* WHAT TO PRODUCE
Please return the lines below verbatim, beginning at the one that has "const PROJECT_SELECT_SQL: &str" and stopping after the one that has "are newest first.", and add no other lines.

[[ DATA SUPPLIED open ]]

//! Project repository contracts and SQLite implementation.
//!
//! Deleting a project here removes only the project row; the task cascade is
//! orchestrated by the project service.

use super::{parse_priority, RepoError, RepoResult, Table};
use crate::model::project::{NewProject, Project, ProjectPatch, ProjectStatus};
use crate::model::{EpochMillis, RecordId};
use rusqlite::types::Value;
use rusqlite::{params, params_from_iter, Connection, Row};

const PROJECT_SELECT_SQL: &str = "SELECT
    id,
    name,
    description,
    color,
    priority,
    status,
    created_at,
    updated_at
FROM projects";

/// Query options for listing projects. Results are newest first.
#[derive(Debug, Clone, Default, PartialEq, Eq)]
pub struct ProjectListQuery {
    pub status: Option<ProjectStatus>,
}

/// Repository interface for projects.
pub trait ProjectRepository {
    fn add(&self, project: &NewProject, now: EpochMillis) -> RepoResult<RecordId>;
    fn update(&self, id: RecordId, patch: &ProjectPatch, now: EpochMillis) -> RepoResult<()>;
    fn delete(&self, id: RecordId) -> RepoResult<bool>;
    fn get(&self, id: RecordId) -> RepoResult<Option<Project>>;
    fn list(&self, query: &ProjectListQuery) -> RepoResult<Vec<Project>>;
}

/// SQLite-backed project repository.
pub struct SqliteProjectRepository<'conn> {
    conn: &'conn Connection,
}

impl<'conn> SqliteProjectRepository<'conn> {
    pub fn new(conn: &'conn Connection) -> Self {
        Self { conn }
    }
}

impl ProjectRepository for SqliteProjectRepository<'_> {
    fn add(&self, project: &NewProject, now: EpochMillis) -> RepoResult<RecordId> {
        project.validate()?;

        self.conn.execute(
            "INSERT INTO projects (
                name,
                description,
                color,
                priority,
                status,
                created_at,
                updated_at
            ) VALUES (?1, ?2, ?3, ?4, ?5, ?6, ?6);",
            params![
                project.name.as_str(),
                project.description.as_str(),
                project.color.as_str(),
                project.priority.as_str(),
                project.status.as_str(),
                now,
            ],
        )?;

        Ok(self.conn.last_insert_rowid())
    }

    fn update(&self, id: RecordId, patch: &ProjectPatch, now: EpochMillis) -> RepoResult<()> {
        let mut project = self.get(id)?.ok_or(RepoError::NotFound {
            table: Table::Projects,
            id,
        })?;
        project.apply(patch);
        project.validate()?;

        let changed = self.conn.execute(
            "UPDATE projects
             SET
                name = ?1,
                description = ?2,
                color = ?3,
                priority = ?4,
                status = ?5,
                updated_at = ?6
             WHERE id = ?7;",
            params![
                project.name.as_str(),
                project.description.as_str(),
                project.color.as_str(),
                project.priority.as_str(),
                project.status.as_str(),
                now,
                id,
            ],
        )?;

        if changed == 0 {
            return Err(RepoError::NotFound {
                table: Table::Projects,
                id,
            });
        }

        Ok(())
    }

    fn delete(&self, id: RecordId) -> RepoResult<bool> {
        let changed = self
            .conn
            .execute("DELETE FROM projects WHERE id = ?1;", [id])?;
        Ok(changed > 0)
    }

    fn get(&self, id: RecordId) -> RepoResult<Option<Project>> {
        let mut stmt = self
            .conn
            .prepare(&format!("{PROJECT_SELECT_SQL} WHERE id = ?1;"))?;
        let mut rows = stmt.query([id])?;
        if let Some(row) = rows.next()? {
            return Ok(Some(parse_project_row(row)?));
        }
        Ok(None)
    }

    fn list(&self, query: &ProjectListQuery) -> RepoResult<Vec<Project>> {
        let mut sql = format!("{PROJECT_SELECT_SQL} WHERE 1 = 1");
        let mut bind_values: Vec<Value> = Vec::new();

        if let Some(status) = query.status {
            sql.push_str(" AND status = ?");
            bind_values.push(Value::Text(status.as_str().to_string()));
        }
        sql.push_str(" ORDER BY created_at DESC, id DESC");

        let mut stmt = self.conn.prepare(&sql)?;
        let mut rows = stmt.query(params_from_iter(bind_values))?;
        let mut projects = Vec::new();
        while let Some(row) = rows.next()? {
            projects.push(parse_project_row(row)?);
        }
        Ok(projects)
    }
}

fn parse_project_row(row: &Row<'_>) -> RepoResult<Project> {
    let priority_text: String = row.get("priority")?;
    let status_text: String = row.get("status")?;
    let status = ProjectStatus::parse(&status_text).ok_or_else(|| {
        RepoError::InvalidData(format!("invalid status `{status_text}` in projects.status"))
    })?;

    Ok(Project {
        id: row.get("id")?,
        name: row.get("name")?,
        description: row.get("description")?,
        color: row.get("color")?,
        priority: parse_priority("projects.priority", &priority_text)?,
        status,
        created_at: row.get("created_at")?,
        updated_at: row.get("updated_at")?,
    })
}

[[ DATA SUPPLIED closed ]]

* FINISHED EXERCISE
const PROJECT_SELECT_SQL: &str = "SELECT
    id,
    name,
    description,
    color,
    priority,
    status,
    created_at,
    updated_at
FROM projects";

/// Query options for listing projects. Results are newest first.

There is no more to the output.